You can find more information about Numpy generalized-ufunc signature in NumPy's documentation.

When building a gufunc you start by writing the kernel function. You have to bear in mind which is the dimension signature and write the code to handle a single element. The function will take both, input arguments and results, as parameters. The result will be the last argument of the function. There shouldn't be any return value to the function, as the result should be placed directly in the last argument. The result of modifying an argument other than the result argument is undefined.

In [42]:
def matmulcore(A, B, C):
    m, n = A.shape
    n, p = B.shape
    for i in range(m):
        for j in range(p):
            C[i, j] = 0
            for k in range(n):
                C[i, j] += A[i, k] * B[k, j]

Note how the m, n and p are extracted from the input arguments. The extraction of n is done twice to reinforce the notion that both are the same. That extraction is not really needed, as you could directly index inside the shape when defining the range.

To build a generalized-ufunc from the function is just a matter of using the guvectorize decorator. The interface to guvectorize is akin that of vectorize, but also requires the NumPy generalized-ufunc signature.

In [43]:
gu_matmul = numba.guvectorize(['float32[:,:], float32[:,:], float32[:,:]', 'float64[:,:], float64[:,:], float64[:,:]' ],
                              '(m,n),(n,p)->(n,p)')(matmulcore)

The result is a gufunc, that can be used as any othe gufunc in NumPy. Broadcasting and type promotion rules are those on NumPy.

In [44]:
matrix_ct = 10000
gu_test_A = np.arange(matrix_ct * 2 * 4, dtype=np.float32).reshape(matrix_ct, 2, 4)
gu_test_B = np.arange(matrix_ct * 4 * 5, dtype=np.float32).reshape(matrix_ct, 4, 5)
In [45]:
%timeit gu_matmul(gu_test_A, gu_test_B)
100 loops, best of 3: 9.63 ms per loop

Some recap on the difference between vectorize and guvectorize:

  1. vectorize generates ufuncs, guvectorize generates generalized-ufuncs

  2. In both, type signatures for the arguments and return type are given in a list, but in vectorize function signatures are used to specify them, while on guvectorize a list of types is used instead, the resulting type being specified last.

  3. When using guvectorize the NumPy generalized-ufunc signature needs to be supplied. This signature must be coherent with the type signatures.

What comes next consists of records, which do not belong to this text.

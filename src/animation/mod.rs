//! Animation runtime.
//!
//! Two models that can be mixed:
//!
//! - **Server-driven**: [`BackendAnimator`] asks the daemon for ANIM_TICK
//!   events and routes them to a [`TickListener`].
//! - **Client-driven**: a loop paced by [`FramePacer`], usually on a live
//!   thread started with [`Session::spawn_live`](crate::Session::spawn_live).
//!
//! Neither blocks the socket: waiting between frames goes through
//! [`ipc_sleep`], which keeps dispatching inbound events.

mod backend;
mod live;

use std::time::{Duration, Instant};

pub use backend::{BackendAnimator, TickListener};
pub use live::{LiveFrame, LiveHandle, LiveOptions, LIVE_JOIN_TIMEOUT};

use crate::error::Result;
use crate::session::{Drain, Session};
use crate::transport::Channel;

/// Longest single wait inside [`ipc_sleep`], and the longest a drain that
/// lost the connection lock sleeps before trying again.
pub const POLL_SLICE: Duration = Duration::from_millis(10);

/// Sleep for `duration` while dispatching events from the daemon.
///
/// Each slice tries the connection lock without blocking. If another
/// thread is mid-request the slice is slept out and the next one tries
/// again, so an event waits at most one slice plus that request. With no
/// connection this is a plain sleep.
pub fn ipc_sleep<C: Channel>(session: &Session<C>, duration: Duration) -> Result<()> {
    let deadline = Instant::now() + duration;
    loop {
        let remaining = deadline.saturating_duration_since(Instant::now());
        if remaining.is_zero() {
            return Ok(());
        }
        let slice = remaining.min(POLL_SLICE);
        match session.drain_slice(slice)? {
            Drain::Busy => std::thread::sleep(slice),
            Drain::Idle | Drain::Dispatched => {}
            Drain::Closed => {
                std::thread::sleep(remaining);
                return Ok(());
            }
        }
    }
}

/// Holds a loop to a target frame rate.
#[derive(Debug, Clone)]
pub struct FramePacer {
    interval: Duration,
    last: Instant,
}

impl FramePacer {
    /// `fps` below 1 is treated as 1.
    pub fn new(fps: f64) -> Self {
        Self {
            interval: interval_for(fps),
            last: Instant::now(),
        }
    }

    #[inline]
    pub fn interval(&self) -> Duration {
        self.interval
    }

    pub fn fps(&self) -> f64 {
        1.0 / self.interval.as_secs_f64()
    }

    pub fn set_fps(&mut self, fps: f64) {
        self.interval = interval_for(fps);
    }

    /// Restart timing from now.
    pub fn reset(&mut self) {
        self.last = Instant::now();
    }

    /// Wait out the rest of the frame, draining events meanwhile.
    ///
    /// Returns the real time since the previous call. Under load this
    /// exceeds the interval; it is never clamped.
    pub fn pace<C: Channel>(&mut self, session: &Session<C>) -> Result<Duration> {
        let elapsed = self.last.elapsed();
        if elapsed < self.interval {
            ipc_sleep(session, self.interval - elapsed)?;
        }
        let now = Instant::now();
        let dt = now.duration_since(self.last);
        self.last = now;
        Ok(dt)
    }
}

fn interval_for(fps: f64) -> Duration {
    Duration::from_secs_f64(1.0 / fps.max(1.0))
}
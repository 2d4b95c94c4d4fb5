//! Headline statistics for a statistics panel.

use vf_core::FlowConfig;
use vf_core::time::format_clock;
use vf_venue::BlockSequence;

use crate::TickSnapshot;

/// Venue-wide numbers for one tick.
///
/// `total_area_m2` is the floor plan's bounding box, not the sum of block
/// areas: it measures the floor the venue occupies, corridors included.
#[derive(Copy, Clone, Debug, PartialEq)]
#[cfg_attr(feature = "serde", derive(serde::Serialize))]
pub struct FlowStats {
    pub simulated_time_secs: f64,
    pub team_count:          usize,
    /// People across all live teams, walking or dwelling.
    pub player_count:        u32,
    pub total_area_m2:       f64,
    /// `total_area_m2 / player_count` rounded to 0.1; `0.0` with no players.
    pub area_per_player_m2:  f64,
}

impl FlowStats {
    pub fn compute(snapshot: &TickSnapshot, blocks: &BlockSequence, config: &FlowConfig) -> Self {
        let player_count  = snapshot.player_count();
        let total_area_m2 = blocks
            .bounds()
            .map_or(0.0, |b| config.area_to_square_meters(b.area()));
        let area_per_player_m2 = if player_count > 0 {
            (total_area_m2 / f64::from(player_count) * 10.0).round() / 10.0
        } else {
            0.0
        };

        Self {
            simulated_time_secs: snapshot.simulated_time_secs,
            team_count: snapshot.teams.len(),
            player_count,
            total_area_m2,
            area_per_player_m2,
        }
    }

    /// Simulated time as `m:ss`.
    pub fn clock(&self) -> String {
        format_clock(self.simulated_time_secs)
    }
}
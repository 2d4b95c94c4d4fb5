//! Deterministic simulation RNG.
//!
//! The engine's only random decision is the size of a team spawned in
//! [`TeamSizeMode::Random`][crate::TeamSizeMode::Random].  Seeding a
//! `SmallRng` from the builder's seed makes every run reproducible, so the
//! stepper can be tested without real timing.

use rand::rngs::SmallRng;
use rand::{Rng, SeedableRng};

/// Simulation-level RNG.  Owned by the stepper; never shared.
pub struct SimRng(SmallRng);

impl SimRng {
    pub fn new(seed: u64) -> Self {
        SimRng(SmallRng::seed_from_u64(seed))
    }

    /// Generate a value uniformly in `range`.
    #[inline]
    pub fn gen_range<T, R>(&mut self, range: R) -> T
    where
        T: rand::distributions::uniform::SampleUniform,
        R: rand::distributions::uniform::SampleRange<T>,
    {
        self.0.gen_range(range)
    }
}

impl std::fmt::Debug for SimRng {
    fn fmt(&self, f: &mut std::fmt::Formatter<'_>) -> std::fmt::Result {
        f.write_str("SimRng(..)")
    }
}
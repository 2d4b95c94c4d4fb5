//! `vf-venue` — floor-plan blocks and the ordered sequence teams traverse.
//!
//! # Crate layout
//!
//! | Module       | Contents                                                   |
//! |--------------|------------------------------------------------------------|
//! | [`block`]    | `Block`, `BlockSequence`                                   |
//! | [`record`]   | `PlayAreaRecord`, `VertexRecord`, `DurationRecord`         |
//! | [`merge`]    | `merge_records`, `LoadOutcome`                             |
//! | [`error`]    | `VenueError`, `VenueResult<T>`                             |
//!
//! # Loading model
//!
//! The host decodes two inputs: the floor plan (one polygon per block, in
//! traversal order) and the duration table (`block name → dwell seconds`).
//! [`merge_records`] pairs them by name and precomputes each block's
//! centroid and area once, so the per-tick path never touches raw geometry.
//!
//! ```text
//! PlayAreaRecord[] ─┐
//!                   ├─ merge_records ─▶ LoadOutcome { sequence, excluded, unmatched, rejected }
//! DurationRecord[] ─┘
//! ```
//!
//! A polygon with no vertices is excluded (no centroid).  A polygon with no
//! matching duration record still becomes a block, but one whose dwell never
//! ends.  A duration record with a negative or non-finite value is rejected
//! and its block loads the same way.

pub mod block;
pub mod error;
pub mod merge;
pub mod record;

#[cfg(test)]
mod tests;

pub use block::{Block, BlockSequence};
pub use error::{VenueError, VenueResult};
pub use merge::{merge_records, LoadOutcome};
pub use record::{DurationRecord, PlanPoint, PlayAreaRecord, VertexRecord};
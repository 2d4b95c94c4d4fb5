//! Pair floor-plan polygons with their dwell durations.

use rustc_hash::FxHashMap;
use tracing::{debug, warn};

use crate::{Block, BlockSequence, DurationRecord, PlayAreaRecord, VenueError};

/// Result of [`merge_records`].
///
/// Loading never fails as a whole: bad polygons are dropped and reported,
/// blocks without a usable duration are kept and reported.
#[derive(Debug, Clone, Default)]
pub struct LoadOutcome {
    /// The traversable sequence, in floor-plan order.
    pub sequence:  BlockSequence,
    /// Polygons that could not become blocks, with the reason.
    pub excluded:  Vec<VenueError>,
    /// Names of blocks that had no usable duration record.
    pub unmatched: Vec<String>,
    /// Duration records ignored because their value is negative or not
    /// finite.
    pub rejected:  Vec<VenueError>,
}

impl LoadOutcome {
    /// `true` when every polygon loaded and every block has a duration.
    pub fn is_clean(&self) -> bool {
        self.excluded.is_empty() && self.unmatched.is_empty() && self.rejected.is_empty()
    }
}

/// Build a [`BlockSequence`] from decoded floor-plan and duration records.
///
/// Blocks keep the order of `areas`.  Durations are matched by exact name;
/// when several usable records share a name the first one wins.  A record
/// with a negative or non-finite duration is set aside in
/// [`LoadOutcome::rejected`], so its block loads as if it had no record.
/// Duration records naming no polygon are ignored.
pub fn merge_records(areas: &[PlayAreaRecord], durations: &[DurationRecord]) -> LoadOutcome {
    let mut by_name: FxHashMap<&str, f64> = FxHashMap::default();
    let mut rejected = Vec::new();
    for d in durations {
        if !d.block_duration.is_finite() || d.block_duration < 0.0 {
            warn!(block = %d.block_name, duration = d.block_duration, "ignoring unusable duration record");
            rejected.push(VenueError::InvalidDuration {
                name:     d.block_name.clone(),
                duration: d.block_duration,
            });
            continue;
        }
        by_name.entry(d.block_name.as_str()).or_insert(d.block_duration);
    }

    let mut blocks    = Vec::with_capacity(areas.len());
    let mut excluded  = Vec::new();
    let mut unmatched = Vec::new();

    for area in areas {
        let duration = by_name.get(area.name.as_str()).copied();
        match Block::new(area.name.clone(), area.outline(), duration) {
            Ok(block) => {
                if duration.is_none() {
                    warn!(block = %area.name, "no duration record; teams will dwell here indefinitely");
                    unmatched.push(area.name.clone());
                }
                blocks.push(block);
            }
            Err(e) => {
                warn!(block = %area.name, error = %e, "excluding block from sequence");
                excluded.push(e);
            }
        }
    }

    debug!(
        blocks    = blocks.len(),
        excluded  = excluded.len(),
        unmatched = unmatched.len(),
        rejected  = rejected.len(),
        "merged floor plan with duration table"
    );

    LoadOutcome {
        sequence: BlockSequence::new(blocks),
        excluded,
        unmatched,
        rejected,
    }
}
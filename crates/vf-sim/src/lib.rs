//! `vf-sim` — the tick stepper for the venueflow crowd-flow engine.
//!
//! # Tick
//!
//! ```text
//! advance(real_dt):
//!   ① Clock     — sim_dt = real_dt × time_scale; now += sim_dt
//!   ② Spawn     — at most one new team at block 0 if now − last_spawn ≥ interval
//!   ③ Teams     — Team::update for every live team (move, arrive, dwell, depart)
//!   ④ Retire    — finished teams leave the live set this same tick
//!   ⑤ Publish   — a fresh immutable TickSnapshot; observers see it
//! ```
//!
//! Occupancy and summary statistics are derived on demand from the live team
//! set (`Sim::occupancy`, `Sim::stats`).
//!
//! The stepper does not own a timer.  A host calls [`Sim::advance`] from
//! whatever drives it: a render loop through [`FrameDriver`], a fixed-step
//! batch via [`Sim::run_ticks`], or a test.
//!
//! # Quick-start
//!
//! ```rust,ignore
//! use vf_core::FlowConfig;
//! use vf_sim::{FrameDriver, NoopObserver, SimBuilder};
//! use vf_venue::merge_records;
//!
//! let loaded = merge_records(&areas, &durations);
//! let mut sim = SimBuilder::new(loaded.sequence)
//!     .config(FlowConfig::default())
//!     .seed(7)
//!     .build()?;
//! let mut driver = FrameDriver::new();
//! sim.start();
//! loop {
//!     driver.frame(&mut sim, &mut NoopObserver);
//!     render(sim.snapshot(), &sim.occupancy());
//! }
//! ```

pub mod builder;
pub mod driver;
pub mod error;
pub mod observer;
pub mod occupancy;
pub mod sim;
pub mod snapshot;
pub mod spawn;
pub mod stats;


pub use builder::SimBuilder;
pub use driver::FrameDriver;
pub use error::{SimError, SimResult};
pub use observer::{NoopObserver, SimObserver};
pub use occupancy::BlockOccupancy;
pub use sim::Sim;
pub use snapshot::TickSnapshot;
pub use spawn::SpawnScheduler;
pub use stats::FlowStats;
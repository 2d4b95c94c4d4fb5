//! Decoded input records.
//!
//! These mirror the two files a venue planner exports: the floor plan
//! (`PlayArea`) and the per-block dwell table (`BlockData`).  With the
//! `serde` feature the field names match the exported PascalCase shape:
//!
//! ```json
//! { "Name": "1-1", "Index": 0,
//!   "Points": [ { "Point": { "X": 0, "Y": 0 } }, ... ],
//!   "Entrance": { "Point": { "X": 0, "Y": 50 } },
//!   "Exit":     { "Point": { "X": 400, "Y": 50 } },
//!   "DeltaYaw": 0 }
//!
//! { "BlockName": "1-1", "BlockDuration": 300 }
//! ```
//!
//! `Index`, `Entrance`, `Exit` and `DeltaYaw` are carried for the host; the
//! engine orders blocks by their position in the input list and walks
//! centroid to centroid.

use vf_core::Point;

/// A bare `{ X, Y }` coordinate.
#[derive(Copy, Clone, Debug, Default, PartialEq)]
#[cfg_attr(feature = "serde", derive(serde::Deserialize, serde::Serialize))]
pub struct PlanPoint {
    #[cfg_attr(feature = "serde", serde(rename = "X"))]
    pub x: f64,
    #[cfg_attr(feature = "serde", serde(rename = "Y"))]
    pub y: f64,
}

/// One polygon vertex, wrapped the way the floor-plan export nests it.
#[derive(Copy, Clone, Debug, Default, PartialEq)]
#[cfg_attr(feature = "serde", derive(serde::Deserialize, serde::Serialize))]
pub struct VertexRecord {
    #[cfg_attr(feature = "serde", serde(rename = "Point"))]
    pub point: PlanPoint,
}

impl From<VertexRecord> for Point {
    fn from(v: VertexRecord) -> Point {
        Point::new(v.point.x, v.point.y)
    }
}

impl From<Point> for VertexRecord {
    fn from(p: Point) -> VertexRecord {
        VertexRecord { point: PlanPoint { x: p.x, y: p.y } }
    }
}

/// A named floor-plan polygon.
#[derive(Clone, Debug, Default, PartialEq)]
#[cfg_attr(feature = "serde", derive(serde::Deserialize, serde::Serialize))]
#[cfg_attr(feature = "serde", serde(rename_all = "PascalCase"))]
pub struct PlayAreaRecord {
    pub name:      String,
    #[cfg_attr(feature = "serde", serde(default))]
    pub index:     i64,
    pub points:    Vec<VertexRecord>,
    #[cfg_attr(feature = "serde", serde(default))]
    pub entrance:  Option<VertexRecord>,
    #[cfg_attr(feature = "serde", serde(default))]
    pub exit:      Option<VertexRecord>,
    #[cfg_attr(feature = "serde", serde(default))]
    pub delta_yaw: f64,
}

impl PlayAreaRecord {
    /// Convenience constructor for hosts that build plans in code.
    pub fn new(name: impl Into<String>, points: impl IntoIterator<Item = Point>) -> Self {
        Self {
            name: name.into(),
            points: points.into_iter().map(VertexRecord::from).collect(),
            ..Default::default()
        }
    }

    /// The outline as engine points.
    pub fn outline(&self) -> Vec<Point> {
        self.points.iter().copied().map(Point::from).collect()
    }
}

/// Dwell time for the block with the same name.
#[derive(Clone, Debug, PartialEq)]
#[cfg_attr(feature = "serde", derive(serde::Deserialize, serde::Serialize))]
#[cfg_attr(feature = "serde", serde(rename_all = "PascalCase"))]
pub struct DurationRecord {
    pub block_name:     String,
    /// Simulated seconds.
    pub block_duration: f64,
}

impl DurationRecord {
    pub fn new(block_name: impl Into<String>, block_duration: f64) -> Self {
        Self { block_name: block_name.into(), block_duration }
    }
}
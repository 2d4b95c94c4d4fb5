//! Per-block occupancy and crowding.
//!
//! A team counts toward a block only while dwelling in it.  Teams walking
//! between blocks count nowhere, so a team is never counted twice during its
//! transit.

use vf_core::{BlockId, FlowConfig};
use vf_team::Team;
use vf_venue::BlockSequence;

/// Occupancy of one block at one tick.
#[derive(Copy, Clone, Debug, PartialEq)]
#[cfg_attr(feature = "serde", derive(serde::Serialize))]
pub struct BlockOccupancy {
    pub block:             BlockId,
    /// Block area in plan square units.
    pub area:              f64,
    /// People dwelling in the block.
    pub occupants:         u32,
    /// `area / occupants`; `+∞` when empty or when the area is zero.
    pub area_per_occupant: f64,
    pub is_crowded:        bool,
}

/// Recompute occupancy for every block from scratch.
///
/// Teams whose block index is out of range are ignored.  The result has one
/// entry per block, in sequence order.
pub fn evaluate(blocks: &BlockSequence, teams: &[Team], config: &FlowConfig) -> Vec<BlockOccupancy> {
    let mut occupants = vec![0u32; blocks.len()];
    for team in teams {
        if team.finished || team.movement.is_moving() {
            continue;
        }
        if let Some(n) = occupants.get_mut(team.block.index()) {
            *n += u32::from(team.size);
        }
    }

    let threshold = config.min_area_units();

    blocks
        .iter()
        .zip(occupants)
        .map(|((id, block), n)| {
            let area = block.area();
            let area_per_occupant = if n > 0 && area > 0.0 {
                area / f64::from(n)
            } else {
                f64::INFINITY
            };
            BlockOccupancy {
                block: id,
                area,
                occupants: n,
                area_per_occupant,
                is_crowded: n > 0 && area_per_occupant < threshold,
            }
        })
        .collect()
}
//! walkthrough — one hour of teams walking a five-room venue.
//!
//! Decodes an embedded floor plan and dwell table, runs the stepper at a
//! fixed one-second step, and prints a progress line every ten simulated
//! minutes plus a final per-room occupancy table.
//!
//! Set `RUST_LOG=vf_sim=debug` to see every spawn, departure and finish.

mod plan;

use std::time::Instant;

use anyhow::Result;
use tracing::{info, warn};
use tracing_subscriber::EnvFilter;

use vf_core::{FlowConfig, TeamSizeMode};
use vf_sim::{SimBuilder, SimObserver, TickSnapshot};
use vf_team::Team;

use plan::load_plan;

// ── Constants ─────────────────────────────────────────────────────────────────

const SEED:              u64 = 42;
const STEP_SECS:         f64 = 1.0;
const RUN_SECS:          u64 = 3_600; // one simulated hour at STEP_SECS
const REPORT_EVERY_SECS: f64 = 600.0;

// ── Observer ──────────────────────────────────────────────────────────────────

#[derive(Default)]
struct ProgressObserver {
    spawned:        usize,
    finished:       usize,
    peak_players:   u32,
    total_in_field: f64,
    next_report:    f64,
}

impl SimObserver for ProgressObserver {
    fn on_spawn(&mut self, _team: &Team) {
        self.spawned += 1;
    }

    fn on_finish(&mut self, team: &Team, now: f64) {
        self.finished += 1;
        self.total_in_field += team.time_in_field(now);
    }

    fn on_tick_end(&mut self, snapshot: &TickSnapshot) {
        let players = snapshot.player_count();
        self.peak_players = self.peak_players.max(players);
        if snapshot.simulated_time_secs >= self.next_report {
            println!(
                "  t={:>6.0}s  teams={:>3}  players={:>3}  spawned={:>3}  finished={:>3}",
                snapshot.simulated_time_secs,
                snapshot.teams.len(),
                players,
                self.spawned,
                self.finished,
            );
            self.next_report += REPORT_EVERY_SECS;
        }
    }
}

// ── main ──────────────────────────────────────────────────────────────────────

fn main() -> Result<()> {
    tracing_subscriber::fmt()
        .with_env_filter(EnvFilter::try_from_default_env().unwrap_or_else(|_| EnvFilter::new("warn")))
        .with_target(true)
        .init();

    println!("=== walkthrough — venueflow crowd-flow engine ===");

    // 1. Floor plan.
    let loaded = load_plan()?;
    for e in &loaded.excluded {
        warn!(error = %e, "room skipped");
    }
    for e in &loaded.rejected {
        warn!(error = %e, "dwell time ignored");
    }
    println!(
        "Floor plan: {} rooms ({} excluded, {} without a dwell time)",
        loaded.sequence.len(),
        loaded.excluded.len(),
        loaded.unmatched.len(),
    );

    // 2. Config: centimetre plan, real-time clock, random team sizes.
    let config = FlowConfig {
        team_size:           TeamSizeMode::Random,
        spawn_interval_secs: 45.0,
        time_scale:          1.0,
        player_speed:        0.5,
        min_area_per_person: 3.0,
        units_per_meter:     100.0,
    };
    println!(
        "Spawn every {:.0}s  |  speed {} m/s  |  crowded below {} m²/person  |  seed {SEED}",
        config.spawn_interval_secs, config.player_speed, config.min_area_per_person,
    );
    println!();

    // 3. Build and run.
    let mut sim = SimBuilder::new(loaded.sequence)
        .config(config)
        .seed(SEED)
        .build()?;
    let mut obs = ProgressObserver::default();

    let t0 = Instant::now();
    sim.start();
    sim.advance_with(0.0, &mut obs);
    sim.run_ticks(RUN_SECS, STEP_SECS, &mut obs);
    let elapsed = t0.elapsed();
    info!(ticks = sim.clock().tick, wall_ms = elapsed.as_millis() as u64, "run complete");

    // 4. Summary.
    let stats = sim.stats();
    println!();
    println!("Simulated {} in {:.3} s", stats.clock(), elapsed.as_secs_f64());
    println!(
        "  teams in venue: {}  players: {}  peak players: {}",
        stats.team_count, stats.player_count, obs.peak_players,
    );
    println!(
        "  venue footprint: {:.1} m²  ({} m² per player)",
        stats.total_area_m2, stats.area_per_player_m2,
    );
    if obs.finished > 0 {
        println!(
            "  finished teams: {}  mean time in venue: {:.0} s",
            obs.finished,
            obs.total_in_field / obs.finished as f64,
        );
    }
    println!();

    // 5. Per-room occupancy.
    println!("{:<6} {:>8} {:>10} {:>12} {:>8}", "Room", "Area m²", "Occupants", "m²/person", "Crowded");
    println!("{}", "-".repeat(48));
    for (occ, block) in sim.occupancy().iter().zip(sim.blocks().as_slice()) {
        let per_person = if occ.area_per_occupant.is_finite() {
            format!("{:.1}", sim.config().area_to_square_meters(occ.area_per_occupant))
        } else {
            "-".to_string()
        };
        println!(
            "{:<6} {:>8.1} {:>10} {:>12} {:>8}",
            block.name(),
            sim.config().area_to_square_meters(occ.area),
            occ.occupants,
            per_person,
            if occ.is_crowded { "yes" } else { "no" },
        );
    }

    Ok(())
}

  4. Remember that with guvectorize the result is passed as the last argument to the kernel, while in vectorize the result is returned by the kernel.

Caveats

There are some points to take into account when dealing with NumPy arrays inside numba compiled functions:

No range checks when indexing in numba

In numba generated code no range checking is performed when indexing. No range checking is performed as to allow generating code that performs better. So you need to be careful about the code as any indexing that goes out of range can cause a bad-access or a memory overwrite, potentially crashing the interpreter process.

In [46]:
arr = np.arange(16.0).reshape((2,8))
print(arr)
print(arr.strides)
[[  0.   1.   2.   3.   4.   5.   6.   7.]
 [  8.   9.  10.  11.  12.  13.  14.  15.]]
(64, 8)

As indexing in Python is 0-based, the following line will cause an exception error, as arr.shape[1] is 8, and the range for the column number is (0..7):

In [47]:
arr[0, arr.shape[1]] = 42.0
---------------------------------------------------------------------------
IndexError                                Traceback (most recent call last)
<ipython-input-47-06c1e5ef06d0> in <module>()
----> 1 arr[0, arr.shape[1]] = 42.0

IndexError: index 8 is out of bounds for axis 1 with size 8

However, as numba doesn't have range checks, it will index anyways. As the index is out of bounds, and the array is in C order, the value will overflow into the next row. In this case, in the place reserved for element (1, 0).

In [48]:
@numba.jit("void(f8[:,:])")
def bad_access(array):
    array[0, array.shape[1]] = 42.0
bad_access(arr)
print(arr)
[[  0.   1.   2.   3.   4.   5.   6.   7.]
 [ 42.   9.  10.  11.  12.  13.  14.  15.]]

In this sample case we where lucky, as the out-of-bounds access fell into the allocated range. Unchecked indexing can potentially cause illegal accesses and crash the process running the Python interpreter. However, it allows for code generation that produces faster code.